Toxic aldehyde overload is a pathological condition that can lead to oxidative stress-related diseases in humans. A small-molecule intracellular metal catalyst (SIMCat) was synthesized to selectively convert these toxic aldehydes into less toxic alcohols. To assess the biocompatibility of the catalyst, transfer hydrogenation reactions were performed in the presence of biological nucleophiles, such as, glutathione (GSH). The aldehyde substrate scope was evaluated to confirm the specificity and selectivity of the catalyst. The SIMCat of interest, the caged organoiridium catalyst (Ir3) was prepared using a 7-step procedure. The products for each step were purified via silica gel column chromatography and characterized using 1H/13C-NMR spectroscopy and mass spectroscopy.

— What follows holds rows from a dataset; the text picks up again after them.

//! Round aggregation.
//!
//! Turns decoded broadcast snapshots into deduplicated round records with
//! betting analytics attached.
//!
//! # Modules
//!
//! | Module | Description |
//! |--------|-------------|
//! | `snapshot` | Typed broadcast payloads |
//! | `engine` | Round counter and settlement dedup |
//! | `record` | Finalized round records |
//! | `analysis` | Stake rankings, house edge, odds |
//! | `stats` | Running session statistics |

// ============================================================================
// Submodules
// ============================================================================

/// Stake rankings, house edge and odds.
pub mod analysis;

/// Round counter and settlement dedup.
pub mod engine;

/// Finalized round records.
pub mod record;

/// Typed broadcast payloads.
pub mod snapshot;

/// Running statistics.
pub mod stats;

// ============================================================================
// Re-exports
// ============================================================================

pub use analysis::{BettingPattern, HouseEdge, OddsAnalysis, PAYOUT_ODDS, Ranking, StakeRank};
pub use engine::RoundEngine;
pub use record::{BetTotals, RoundRecord, Winner};
pub use snapshot::{BetOption, GameState, OptionId, RoundSnapshot, SYS_INFO_ACTION};
pub use stats::RoundStatistics;
//! Feed transport layer.
//!
//! This module owns everything between the network and decoded frames:
//! token acquisition, the WebSocket stream, and the connection lifecycle.
//!
//! # Architecture
//!
//! ```text
//! ┌──────────────────┐                              ┌──────────────────┐
//! │  Lifecycle       │         WebSocket            │  Feed broker     │
//! │                  │◄────────────────────────────►│                  │
//! │  TokenSource     │   MQTT frames (binary msgs)  │  wss://.../mqtt  │
//! │  Connector       │                              │                  │
//! └──────────────────┘                              └──────────────────┘
//! ```
//!
//! # Connection Lifecycle
//!
//! 1. `TokenSource::acquire_token` - Fetch (or reuse) the access token
//! 2. `Connector::open` - Open the WebSocket with the upgrade headers
//! 3. CONNECT / CONNACK - Handshake with the token as client id
//! 4. SUBSCRIBE / SUBACK - Broadcast topic plus two identity topics
//! 5. PUBLISH join announcement, then `Ready`
//!
//! # Modules
//!
//! | Module | Description |
//! |--------|-------------|
//! | `backoff` | Reconnect delay schedule |
//! | `credential` | Access token sources |
//! | `lifecycle` | Connection state machine |
//! | `socket` | Transport traits and WebSocket implementation |

// ============================================================================
// Submodules
// ============================================================================

/// Reconnect delay schedule.
pub mod backoff;

/// Access token sources.
pub mod credential;

/// Connection state machine.
pub mod lifecycle;

/// Transport traits and WebSocket implementation.
pub mod socket;

#[cfg(test)]
pub(crate) mod mock;

// ============================================================================
// Re-exports
// ============================================================================

pub use backoff::ReconnectPolicy;
pub use credential::{HttpTokenSource, StaticToken, TokenSource};
pub use lifecycle::{ConnectionState, Lifecycle};
pub use socket::{Connector, Transport, WsConnector, WsTransport};
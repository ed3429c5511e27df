//! Caret / selection in display-text coordinates.
//!
//! ```text
//! start=6, end=6:  "Hello |@Dav"   (caret)
//! start=0, end=5:  "[Hello] @Dav"  (range)
//! ```
//!
//! Offsets are bytes into the display text. Unlike an editor range there is
//! no anchor/head distinction; the hosting text field only reports bounds.

use serde::{
  Deserialize,
  Serialize,
};
use the_core::text::is_char_offset;

#[derive(Debug, Clone, Copy, Default, PartialEq, Eq, Hash, Serialize, Deserialize)]
pub struct Selection {
  pub start: usize,
  pub end:   usize,
}

impl Selection {
  /// Build a selection from two bounds in any order.
  pub fn new(a: usize, b: usize) -> Self {
    Self {
      start: a.min(b),
      end:   a.max(b),
    }
  }

  pub fn point(pos: usize) -> Self {
    Self::new(pos, pos)
  }

  pub fn is_caret(&self) -> bool {
    self.start == self.end
  }

  /// The caret position, or `None` when a range is selected.
  pub fn caret(&self) -> Option<usize> {
    self.is_caret().then_some(self.end)
  }

  pub fn len(&self) -> usize {
    self.end.saturating_sub(self.start)
  }

  /// `true` when both bounds can be used to slice `text`.
  pub fn is_within(&self, text: &str) -> bool {
    self.start <= self.end && is_char_offset(text, self.start) && is_char_offset(text, self.end)
  }
}

#[cfg(test)]
mod tests {
  use super::*;

  #[test]
  fn test_new_normalizes() {
    let selection = Selection::new(10, 5);
    assert_eq!(selection, Selection { start: 5, end: 10 });
    assert_eq!(selection.len(), 5);
    assert_eq!(selection.caret(), None);
  }

  #[test]
  fn test_point() {
    let selection = Selection::point(7);
    assert!(selection.is_caret());
    assert_eq!(selection.caret(), Some(7));
    assert_eq!(selection.len(), 0);
  }

  #[test]
  fn test_is_within() {
    assert!(Selection::point(3).is_within("abc"));
    assert!(!Selection::point(4).is_within("abc"));
    assert!(!Selection::point(2).is_within("a€"));
    // hand-built selections may be inverted
    assert!(!Selection { start: 2, end: 1 }.is_within("abc"));
  }
}
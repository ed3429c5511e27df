//! Logging setup for the command line client.

use tracing_subscriber::{
  EnvFilter,
  Layer,
  fmt,
  layer::SubscriberExt,
  util::SubscriberInitExt,
};

/// Log to stderr, filtered by `RUST_LOG` (default `warn`). Stdout is kept for
/// command output.
pub fn init() {
  let filter = EnvFilter::try_from_default_env().unwrap_or_else(|_| EnvFilter::new("warn"));

  tracing_subscriber::registry()
    .with(
      fmt::layer()
        .with_writer(std::io::stderr)
        .with_target(true)
        .with_filter(filter),
    )
    .init();
}
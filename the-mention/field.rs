//! Caller-side state of one mention input.
//!
//! [`MentionField`] bundles the value of record, the selection and the
//! implicit tracking state, and drives the pure functions of this crate from
//! text-field events. Every field is public; the struct holds nothing the
//! caller could not hold itself.

use smallvec::SmallVec;
use the_core::text::clamp_to_char_boundary;

use crate::{
  implicit::{
    ImplicitState,
    commit_implicit,
  },
  keyword::{
    Keyword,
    keyword_for,
    keywords_by_trigger,
  },
  parse::{
    Parsed,
    parse_value,
  },
  part_type::{
    PartTypeId,
    PartTypes,
  },
  reconcile::{
    TextChange,
    apply_edit,
  },
  selection::Selection,
  suggestion::{
    Suggestion,
    caret_after_commit,
    commit_suggestion,
  },
};

/// What a text change did to the value.
#[derive(Debug, Clone, PartialEq, Eq)]
pub enum FieldEvent {
  Unchanged,
  Changed,
  /// The change completed an implicit keyword, which was committed as a token.
  ImplicitCommitted(Keyword),
}

#[derive(Debug, Clone)]
pub struct MentionField {
  pub part_types: PartTypes,
  /// Encoded value of record.
  pub value:      String,
  pub selection:  Selection,
  pub implicit:   ImplicitState,
}

impl MentionField {
  pub fn new(part_types: PartTypes) -> Self {
    Self::with_value(part_types, String::new())
  }

  /// Field holding `value`, caret at the end of its display text.
  pub fn with_value(part_types: PartTypes, value: impl Into<String>) -> Self {
    let value = value.into();
    let end = parse_value(&value, &part_types).display_text.len();
    Self {
      part_types,
      value,
      selection: Selection::point(end),
      implicit: ImplicitState::Idle,
    }
  }

  pub fn parsed(&self) -> Parsed {
    parse_value(&self.value, &self.part_types)
  }

  pub fn display_text(&self) -> String {
    self.parsed().display_text
  }

  /// Record a selection change reported by the text field.
  ///
  /// Moving the caret never completes an implicit keyword, only typing does.
  pub fn set_selection(&mut self, selection: Selection) {
    let parsed = self.parsed();
    self.selection = selection;
    self.implicit = match self.implicit.step(&parsed, selection, &self.part_types) {
      ImplicitState::TrackingClosed { .. } => ImplicitState::Idle,
      state => state,
    };
  }

  /// Apply the text field's new display text. The caret is placed at the end
  /// of the changed region.
  pub fn change_text(&mut self, new_display: &str) -> FieldEvent {
    let parsed = self.parsed();
    if parsed.display_text == new_display {
      return FieldEvent::Unchanged;
    }

    let change = TextChange::between(&parsed.display_text, new_display);
    self.value = apply_edit(&parsed.parts, &parsed.display_text, new_display);
    self.selection = Selection::point(clamp_to_char_boundary(new_display, change.new_end));

    let parsed = self.parsed();
    self.implicit = self.implicit.step(&parsed, self.selection, &self.part_types);

    let Some(value) = commit_implicit(&parsed, &self.part_types, &self.implicit, self.selection)
    else {
      return FieldEvent::Changed;
    };
    let keyword = match std::mem::take(&mut self.implicit) {
      ImplicitState::TrackingClosed { keyword, .. } => keyword,
      _ => return FieldEvent::Changed,
    };
    tracing::debug!(value = %keyword.value, "committed implicit keyword");
    self.value = value;
    FieldEvent::ImplicitCommitted(keyword)
  }

  /// Open keywords of the part types that show a suggestion list.
  pub fn keywords(&self) -> SmallVec<[(PartTypeId, Option<Keyword>); 4]> {
    let mut keywords = keywords_by_trigger(&self.parsed(), self.selection, &self.part_types);
    keywords.retain(|(id, _)| {
      self
        .part_types
        .get(*id)
        .is_some_and(|part_type| !part_type.implicit)
    });
    keywords
  }

  /// Commit `suggestion` for the keyword of part type `id` and move the caret
  /// past it. Returns `false` if the keyword is gone.
  pub fn select_suggestion(&mut self, id: PartTypeId, suggestion: &Suggestion) -> bool {
    let parsed = self.parsed();
    let Some(keyword) = keyword_for(&parsed, self.selection, &self.part_types, id) else {
      return false;
    };
    let Some(value) = commit_suggestion(&parsed, &self.part_types, id, self.selection, suggestion)
    else {
      return false;
    };

    let trailing_space = self
      .part_types
      .get(id)
      .is_some_and(|part_type| part_type.insert_trailing_space);
    self.value = value;
    self.selection = Selection::point(caret_after_commit(&keyword, suggestion, trailing_space));
    self.implicit = ImplicitState::Idle;
    true
  }
}
//! Command line front end for the-mention.
//!
//! Every subcommand reads an encoded value, runs one core operation and
//! prints the result as JSON on stdout:
//!
//! ```text
//! the-mention parse 'Hello @[David](1)!'
//! the-mention keyword 'Hello @Dav' --caret 10
//! the-mention commit 'Hello @Dav' --caret 10 --trigger @ --id 42 --name 'David Tabaka'
//! the-mention edit 'Hello @[David](1)!' 'Hello @Davidx!'
//! ```

mod commands;
mod logging;

use std::{
  io::Write,
  path::{
    Path,
    PathBuf,
  },
};

use clap::{
  Parser,
  Subcommand,
};
use eyre::{
  Result,
  WrapErr,
};
use serde::Serialize;
use the_mention::{
  PartTypes,
  Suggestion,
  config::{
    default_part_types,
    part_types_from_toml,
  },
};

#[derive(Debug, Parser)]
#[command(name = "the-mention")]
#[command(about = "Parse, edit and complete mention-encoded text")]
struct Cli {
  /// TOML file with `[[part-types]]`, instead of the built-in registry
  #[arg(long, global = true)]
  config: Option<PathBuf>,

  #[command(subcommand)]
  command: Command,
}

#[derive(Debug, Subcommand)]
enum Command {
  /// Show the display text and parts of an encoded value
  Parse { encoded: String },

  /// Show the open keyword of every trigger at a caret
  Keyword {
    encoded: String,
    /// Byte offset into the display text
    #[arg(long)]
    caret:   usize,
  },

  /// Replace the open keyword at a caret with a suggestion
  Commit {
    encoded: String,
    #[arg(long)]
    caret:   usize,
    #[arg(long)]
    trigger: char,
    #[arg(long)]
    id:      String,
    #[arg(long)]
    name:    String,
  },

  /// Fold a new display text into an encoded value
  Edit {
    encoded:     String,
    new_display: String,
  },
}

fn main() -> Result<()> {
  logging::init();
  let cli = Cli::parse();
  let part_types = load_part_types(cli.config.as_deref())?;

  match cli.command {
    Command::Parse { encoded } => print_json(&commands::parse(&part_types, &encoded)),
    Command::Keyword { encoded, caret } => {
      print_json(&commands::keywords(&part_types, &encoded, caret))
    },
    Command::Commit {
      encoded,
      caret,
      trigger,
      id,
      name,
    } => {
      let part_type = part_types
        .by_trigger(trigger)
        .ok_or_else(|| eyre::eyre!("no part type is triggered by {trigger:?}"))?;
      let suggestion = Suggestion::new(id, name);
      print_json(&commands::commit(
        &part_types,
        &encoded,
        caret,
        part_type,
        &suggestion,
      ))
    },
    Command::Edit {
      encoded,
      new_display,
    } => print_json(&commands::edit(&part_types, &encoded, &new_display)),
  }
}

fn load_part_types(path: Option<&Path>) -> Result<PartTypes> {
  let Some(path) = path else {
    return default_part_types().wrap_err("built-in part types are invalid");
  };
  let source = std::fs::read_to_string(path)
    .wrap_err_with(|| format!("failed to read {}", path.display()))?;
  let part_types = part_types_from_toml(&source)
    .wrap_err_with(|| format!("invalid part types in {}", path.display()))?;
  tracing::debug!(path = %path.display(), count = part_types.len(), "loaded part types");
  Ok(part_types)
}

fn print_json<T: Serialize>(value: &T) -> Result<()> {
  let mut stdout = std::io::stdout().lock();
  serde_json::to_writer_pretty(&mut stdout, value).wrap_err("failed to write output")?;
  writeln!(stdout)?;
  Ok(())
}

Subsequently, the GSH tolerance of Ir3 was evaluated and compared to a control organoiridium catalyst, Ir1, using benzaldehyde as the substrate, sodium formate as the hydride source, and DMSO:H2O (1:9) as the solvent. The reaction was performed inside a vial at physiological temperature (37-38 degrees C) for 24 h on a 0.5 mol% scale for Ir3 and 1 mol% scale for Ir1. The substrates we studied included long-aliphatic and alpha,beta-unsaturated aldehydes, ketones, imines, oximes, and Beta-ketoesters. The yields of the products for each reaction, with and without GSH, were determined using gas chromatography. The significance of this project is the facilitation of scientific progress for the chemical reactivity and biocompatibility of intracellular catalysts. Future work includes the development of techniques for studying SIMCats and the synthesis of new transfer hydrogenation catalysts.